Kirsten Earley
Wilco, America's shiniest rock object, showed up for work Saturday night at 8:30 on the dot. High expectations among the sold-out Overture Hall crowd had soared even higher Friday with news that the group would live stream their Madison performance. Would the boys bring it even harder with world-wide screens blinking?
The answer is yes. The multi-age crowd watched Wilco's most generous set so far this tour. A whopping 28 songs included tunes harvested from at least six of the band's records.
Wilco has always been lead singer-songwriter Jeff Tweedy. Until now. Lead guitarist Nels Cline has fused himself so completely, so organically, into the band's dramatic music. His side of the stage was set up like a miniature guitar lab: instrument cabinet cradling six axes, pedals, loop boxes, pre-amps, mixers. All of which helped him conjure a sonic soup that makes Wilco provocative even when he's playing in the shadow of the melody.
During "Impossible Germany," Cline's shimmering notes exploded from his guitar like pieces from a broken mirror. He was so fearless in his playing of this number, turning it into a therapy session, wresting emotion from, and thrusting it into, his solo break. His hands are huge, the left one suffocating the neck. Yet delicate music, together with bombastic, when called for, comes from them.
He's a patient player, too, but it was fun watching as he became more and more aroused when the music emerged from his intense soloing and landed softly back onto the pillow of the familiar melody.
Tweedy's strong voice has a pleasing density to it these days. It's like it's made of the same wood as his guitars. This is true even when he sings falsetto, which he did quite a bit last night. Still, one of the most fun moments of the program was when Tweedy handed the vocals of "Jesus, etc." over to the audience for a round of Wilco-oke.
The audience nailed it. All through it Tweedy played guitar with an outlaw grin, mouthing the words to prompt the singing. The band brought the entire arrangement down three notches so that the audience vocals fit the mix as perfectly as if the arrangement had been worked out in sound check.

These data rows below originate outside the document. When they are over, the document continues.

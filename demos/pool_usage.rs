//! Example demonstrating the pool and its circuit breaker
//!
//! This example shows how to:
//! 1. Plug a custom connection provider into the pool
//! 2. Run callbacks against pooled connections
//! 3. Watch the breaker trip during an outage
//! 4. Watch the pool regenerate once the backend is back

use async_trait::async_trait;
use futures::future::BoxFuture;
use pgbreaker::pool::{BoxError, ConnectionProvider, Pool, PoolError};
use pgbreaker::PoolOptions;
use std::sync::atomic::{AtomicBool, AtomicUsize, Ordering};
use std::sync::Arc;
use std::time::Duration;
use tracing::{info, warn};

/// A pretend database that can be switched off
#[derive(Clone, Default)]
struct SimulatedDb {
    down: Arc<AtomicBool>,
    next_id: Arc<AtomicUsize>,
}

struct SimulatedConn {
    id: usize,
    down: Arc<AtomicBool>,
}

#[async_trait]
impl ConnectionProvider for SimulatedDb {
    type Connection = SimulatedConn;

    async fn open(&self, url: &str) -> Result<SimulatedConn, BoxError> {
        tokio::time::sleep(Duration::from_millis(5)).await;
        if self.down.load(Ordering::SeqCst) {
            return Err(format!("{}: connection refused", url).into());
        }
        Ok(SimulatedConn {
            id: self.next_id.fetch_add(1, Ordering::SeqCst),
            down: Arc::clone(&self.down),
        })
    }

    async fn ping(&self, _conn: &SimulatedConn) -> Result<(), BoxError> {
        Ok(())
    }

    async fn close(&self, conn: SimulatedConn) {
        info!(conn = conn.id, "Closing connection");
    }
}

/// Queries hang while the database is down, so the pool's timeout fires
fn query(conn: &mut SimulatedConn) -> BoxFuture<'_, Result<usize, BoxError>> {
    Box::pin(async move {
        if conn.down.load(Ordering::SeqCst) {
            tokio::time::sleep(Duration::from_secs(60)).await;
        }
        Ok(conn.id)
    })
}

#[tokio::main]
async fn main() -> Result<(), Box<dyn std::error::Error>> {
    // Initialize logging
    tracing_subscriber::fmt::init();

    let options = PoolOptions {
        url: Some("sim://inventory".to_string()),
        pool_size: 3,
        fail_rate: 0.5,
        universe: 4,
        timeout_ms: 50,
        regeneration_cooldown_ms: 500,
        ..PoolOptions::default()
    };

    let db = SimulatedDb::default();
    let pool = Pool::init(options, db.clone()).await?;
    info!(status = %pool.state(), "Pool created");

    for i in 0..3 {
        let conn = pool.execute(query).await?;
        info!("Request #{} served by connection {}", i + 1, conn);
    }

    println!("\n=== OUTAGE ===\n");
    db.down.store(true, Ordering::SeqCst);

    for i in 0..6 {
        match pool.execute(query).await {
            Ok(conn) => info!("Request #{} served by connection {}", i + 1, conn),
            Err(PoolError::Timeout(after)) => warn!("Request #{} timed out after {:?}", i + 1, after),
            Err(e) => warn!("Request #{} rejected: {} (pool {})", i + 1, e, pool.state()),
        }
        tokio::time::sleep(Duration::from_millis(20)).await;
    }

    println!("\n=== RECOVERY ===\n");
    db.down.store(false, Ordering::SeqCst);
    tokio::time::sleep(Duration::from_millis(600)).await;

    for i in 0..5 {
        match pool.execute(query).await {
            Ok(conn) => info!("Request #{} served by connection {}", i + 1, conn),
            Err(e) => warn!("Request #{} rejected: {} (pool {})", i + 1, e, pool.state()),
        }
        tokio::time::sleep(Duration::from_millis(50)).await;
    }

    println!("\n=== FINAL STATISTICS ===\n");
    println!("{}", serde_json::to_string_pretty(&pool.stats().await)?);

    pool.close().await;
    Ok(())
}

New Orleans native, bassist John Stirratt, is a talented composer in his own right. His composer ear guides him on the bass and with his singing. Wilco songs are angular and dry. Stirratt's harmony vocals are as important to the making of them as anything, especially since he's really the only other voice of the band besides Tweedy.
Stirratt's singing on the loping "Hate It Here" poured salt into the wound of the song's lonely character, abandoned and out of ideas.
Fellow Chicagoans Califone opened the night and then returned to the stage late in Wilco's set to help bring "California Stars." Extended soloing didn't get in the way of the song's gorgeous lullaby sound. Instead it softened it even more. The presentation had a show-ender feel to it, but no. There were five more songs to come.
Tweedy dedicated "Walken" to his wife. It was as psychedelic as folk pop gets. The telecasted, urgent dot-dot-dot guitar preamble in the song crashed with tension. Then, like so many of Tweedy's tunes, the music sailed into safe places, briefly, before it turns back out to rough seas.
Tweedy looks pretty rough but seems to be more sprightly than ever. Somewhere along the line people made up their mind that he was a stage curmudgeon, and that was based partly in fact. But he's clearly digging performing live now. It always amuses me that people shout requests at acts like Wilco, a band that sticks to its set list for a reason. It must be a compliment to have your life's work shouted at you.
I heard from a few people during the show that the live stream was a technical bust. Too bad. If only Internet fans could have seen Tweedy lead the band through the ferocious take of "Heavy Metal Drummer," brush stroking his slotted-head 12 string, audience members smiling like cult recruits, drinking beer from their Overture tippy cups.